Talvez por isso seja tão angustiante…
A ideia sempre foi trabalhar as atmosferas e levar um pouco para o lado onírico do pesadelo do protagonista dentro do filme. É um horror psicológico. Esses dias estavam me perguntando se era pós-horror…
Tentei fugir de te perguntar isso. [risos]
É uma questão meio polêmica conceitualmente, mas acho que tem um pouco de diálogo com essa vertente, que não é tão nova. O termo [pós-horror] é novo, mas acho que serve para fugir de um filão que é estritamente comercial e mais ligado à jump scares e a um padrão mais próximo do comercialmente aceito. Disforia não tem sustos e é mais calcado em trazer essa tensão e essa angústia.

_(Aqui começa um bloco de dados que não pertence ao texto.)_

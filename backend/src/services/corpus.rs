//! Enriched corpus persistence
//!
//! The enriched corpus is the training set and the source of month-typical
//! weather at prediction time. It is stored as a semicolon-delimited file
//! with one row per observation; weather cells are empty when enrichment
//! failed. The per-day weather behind each row goes to a separate audit file.

use std::fs;
use std::path::Path;

use chrono::NaiveDate;
use serde::{Deserialize, Serialize};
use shared::{EnrichedObservation, Observation, Severity, WeatherWindow};

use crate::error::{AppError, AppResult};

/// One corpus row as written to disk
#[derive(Debug, Serialize, Deserialize)]
struct CorpusRow {
    station: String,
    region: String,
    coordinates: String,
    date: NaiveDate,
    severity: u8,
    severity_text: String,
    tracking: String,
    upkeep: String,
    notes: String,
    latitude: f64,
    longitude: f64,
    year: i32,
    day_of_year: u32,
    avg_temp_7d: Option<f64>,
    precip_sum_7d: Option<f64>,
    wind_mean_7d: Option<f64>,
}

impl From<&EnrichedObservation> for CorpusRow {
    fn from(record: &EnrichedObservation) -> Self {
        let obs = &record.observation;
        Self {
            station: obs.station.clone(),
            region: obs.region.clone(),
            coordinates: obs.coordinate_text.clone(),
            date: obs.date,
            severity: obs.severity.level(),
            severity_text: obs.severity_text.clone(),
            tracking: obs.tracking.clone(),
            upkeep: obs.upkeep.clone(),
            notes: obs.notes.clone(),
            latitude: obs.latitude,
            longitude: obs.longitude,
            year: obs.year(),
            day_of_year: obs.day_of_year(),
            avg_temp_7d: record.weather.map(|w| w.avg_temp_7d),
            precip_sum_7d: record.weather.map(|w| w.precip_sum_7d),
            wind_mean_7d: record.weather.map(|w| w.wind_mean_7d),
        }
    }
}

impl TryFrom<CorpusRow> for EnrichedObservation {
    type Error = AppError;

    fn try_from(row: CorpusRow) -> Result<Self, Self::Error> {
        let severity = Severity::new(row.severity).ok_or_else(|| {
            AppError::validation(
                "severity",
                format!("severity {} outside 0..=3", row.severity),
                format!("levätilanne {} ei ole välillä 0..3", row.severity),
            )
        })?;

        // A window is only kept when all three aggregates are present
        let weather = match (row.avg_temp_7d, row.precip_sum_7d, row.wind_mean_7d) {
            (Some(t), Some(p), Some(w)) => Some(WeatherWindow::new(t, p, w)).filter(|w| w.is_finite()),
            _ => None,
        };

        Ok(EnrichedObservation {
            observation: Observation {
                station: row.station,
                region: row.region,
                coordinate_text: row.coordinates,
                latitude: row.latitude,
                longitude: row.longitude,
                date: row.date,
                severity,
                severity_text: row.severity_text,
                tracking: row.tracking,
                upkeep: row.upkeep,
                notes: row.notes,
            },
            weather,
            daily: Vec::new(),
        })
    }
}

/// One day of archive weather behind a corpus row
#[derive(Debug, Serialize)]
struct AuditRow<'a> {
    observation_index: usize,
    station: &'a str,
    date: NaiveDate,
    temperature_2m_mean: f64,
    precipitation_sum: f64,
    wind_speed_10m_mean: f64,
}

fn create_parent(path: &Path) -> AppResult<()> {
    if let Some(parent) = path.parent().filter(|p| !p.as_os_str().is_empty()) {
        fs::create_dir_all(parent)?;
    }
    Ok(())
}

fn writer(path: &Path) -> AppResult<csv::Writer<fs::File>> {
    create_parent(path)?;
    Ok(csv::WriterBuilder::new().delimiter(b';').from_path(path)?)
}

/// Write the enriched corpus
pub fn write_corpus(path: &Path, records: &[EnrichedObservation]) -> AppResult<()> {
    let mut wtr = writer(path)?;
    for record in records {
        wtr.serialize(CorpusRow::from(record))?;
    }
    wtr.flush()?;
    tracing::info!("Wrote {} corpus rows to {}", records.len(), path.display());
    Ok(())
}

/// Read a previously written corpus
pub fn read_corpus(path: &Path) -> AppResult<Vec<EnrichedObservation>> {
    let mut rdr = csv::ReaderBuilder::new().delimiter(b';').from_path(path)?;

    rdr.deserialize::<CorpusRow>()
        .map(|row| EnrichedObservation::try_from(row?))
        .collect()
}

/// Write the per-day weather behind every enriched row; returns the number of rows written
pub fn write_daily_audit(path: &Path, records: &[EnrichedObservation]) -> AppResult<usize> {
    let mut wtr = writer(path)?;
    let mut written = 0;

    for (index, record) in records.iter().enumerate() {
        for day in &record.daily {
            wtr.serialize(AuditRow {
                observation_index: index,
                station: &record.observation.station,
                date: day.date,
                temperature_2m_mean: day.temperature_mean,
                precipitation_sum: day.precipitation_sum,
                wind_speed_10m_mean: day.wind_speed_mean,
            })?;
            written += 1;
        }
    }

    wtr.flush()?;
    tracing::info!("Wrote {} daily weather rows to {}", written, path.display());
    Ok(written)
}

#[cfg(test)]
mod tests {
    use super::*;
    use shared::DailyWeather;

    fn record(station: &str, level: u8, weather: Option<WeatherWindow>) -> EnrichedObservation {
        EnrichedObservation {
            observation: Observation {
                station: station.to_string(),
                region: "Hämeen ELY-keskus".to_string(),
                coordinate_text: "61° 5' 24.14\" N, 24° 57' 26.17\" E".to_string(),
                latitude: 61.09,
                longitude: 24.957,
                date: NaiveDate::from_ymd_opt(2022, 7, 15).unwrap(),
                severity: Severity::new(level).unwrap(),
                severity_text: "Runsaasti levää; pintakukinta".to_string(),
                tracking: String::new(),
                upkeep: String::new(),
                notes: String::new(),
            },
            weather,
            daily: Vec::new(),
        }
    }

    #[test]
    fn test_unenriched_rows_keep_empty_weather() {
        let dir = tempfile::tempdir().unwrap();
        let path = dir.path().join("corpus.csv");
        let records = vec![
            record("Ormajärvi", 2, Some(WeatherWindow::new(18.2, 4.5, 11.0))),
            record("Vesijärvi", 0, None),
        ];

        write_corpus(&path, &records).unwrap();
        let text = fs::read_to_string(&path).unwrap();
        assert!(text.starts_with("station;region;coordinates;date;severity"));
        assert!(text.lines().nth(2).unwrap().ends_with(";;;"));

        let loaded = read_corpus(&path).unwrap();
        assert_eq!(loaded.len(), 2);
        assert_eq!(loaded[0].weather, Some(WeatherWindow::new(18.2, 4.5, 11.0)));
        assert_eq!(loaded[0].observation.severity_text, "Runsaasti levää; pintakukinta");
        assert!(loaded[1].weather.is_none());
    }

    #[test]
    fn test_daily_audit_rows() {
        let dir = tempfile::tempdir().unwrap();
        let path = dir.path().join("nested").join("daily.csv");
        let mut enriched = record("Ormajärvi", 1, Some(WeatherWindow::new(15.0, 0.0, 9.0)));
        enriched.daily = vec![
            DailyWeather {
                date: NaiveDate::from_ymd_opt(2022, 7, 14).unwrap(),
                temperature_mean: 14.0,
                precipitation_sum: 0.0,
                wind_speed_mean: 8.0,
            },
            DailyWeather {
                date: NaiveDate::from_ymd_opt(2022, 7, 15).unwrap(),
                temperature_mean: 16.0,
                precipitation_sum: 0.0,
                wind_speed_mean: 10.0,
            },
        ];

        let written = write_daily_audit(&path, &[record("A", 0, None), enriched]).unwrap();
        assert_eq!(written, 2);

        let text = fs::read_to_string(&path).unwrap();
        let mut lines = text.lines();
        assert_eq!(
            lines.next().unwrap(),
            "observation_index;station;date;temperature_2m_mean;precipitation_sum;wind_speed_10m_mean"
        );
        assert!(lines.next().unwrap().starts_with("1;Ormajärvi;2022-07-14;14.0"));
    }
}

Acho a cena da banheira muito forte e impactante.
Essa é uma cena que está desde o início da escrita do roteiro com o [co-roteirista] Thiago Wodarski. A gente sempre teve ela em mente. Pensei muito em como mostrá-la. Questionei se deveria deixar as coisas mais subentendidas. Como o filme deixa muitas coisas subentendidas e aquele era um registro da passagem de discernidade daquele personagem, achei que ali era o momento de mostrar algo mais gráfico e visual.
Você considera Disforia como uma história sobrenatural?
Sim. É um pouco sobrenatural. A Sofia é um catalisador de emoções. Tinha versões do roteiro em que a situação dos irmãos era muito mais presente e paranormal.
Durante a concepção do filme, você tinha alguma outra obra que lhe servia como referência?
Eu estava fazendo mestrado bem na época em que a gente estava desenvolvendo Disforia. Pesquisei o Micheal Haneke, um diretor que sempre gostei muito. Estava estudando o mal estar de certas obras dele e estava muito inerte nessa sensação. Por mais que o filme não dialogue tão diretamente com os longas do Haneke, tem alguma coisa impregnada dele ali.
Você descreveria a si mesmo como um diretor que persegue o horror?
Acho que sim. Todos os curtas que dirigi desde a faculdade estão dentro do gênero.
Porto Alegre aparece de forma bastante reconhecível no filme. Você queria que a cidade fosse parte da atmosfera do filme?
Acho que foi uma vontade. Na faculdade, eu tinha muito uma vontade de renegar a cidade e o centro conhecido. Filmávamos muito em zonas mais periféricas e industriais menos conhecidas. Em Disforia havia um desejo de assumir a cidade como parte do filme e transformar ela em um elemento que ajudasse um pouco a catalisar essas angústias do protagonista.
Quais são seus próximos projetos?
Estou trabalhando como roteirista em uma série chamada Santo Inácio. Não é criação minha. É do Daniel Almeida, montador de Disforia. Também estou com alguns projetos para colocar em edital. Um deles com o Thiago Wodarski que se chama Cerimônia. É bem de gênero, na linha de Corra (2017) e Midsommar (2019). É sobre uma seita de interior gaúcho. Tenho outro projeto que se chama O Rei do Riso. Foge um pouco do que fazemos e é mais um drama cômico sobre um ex-ator de pegadinhas que volta para a cidade Natal para resolver alguns fantasmas do passado.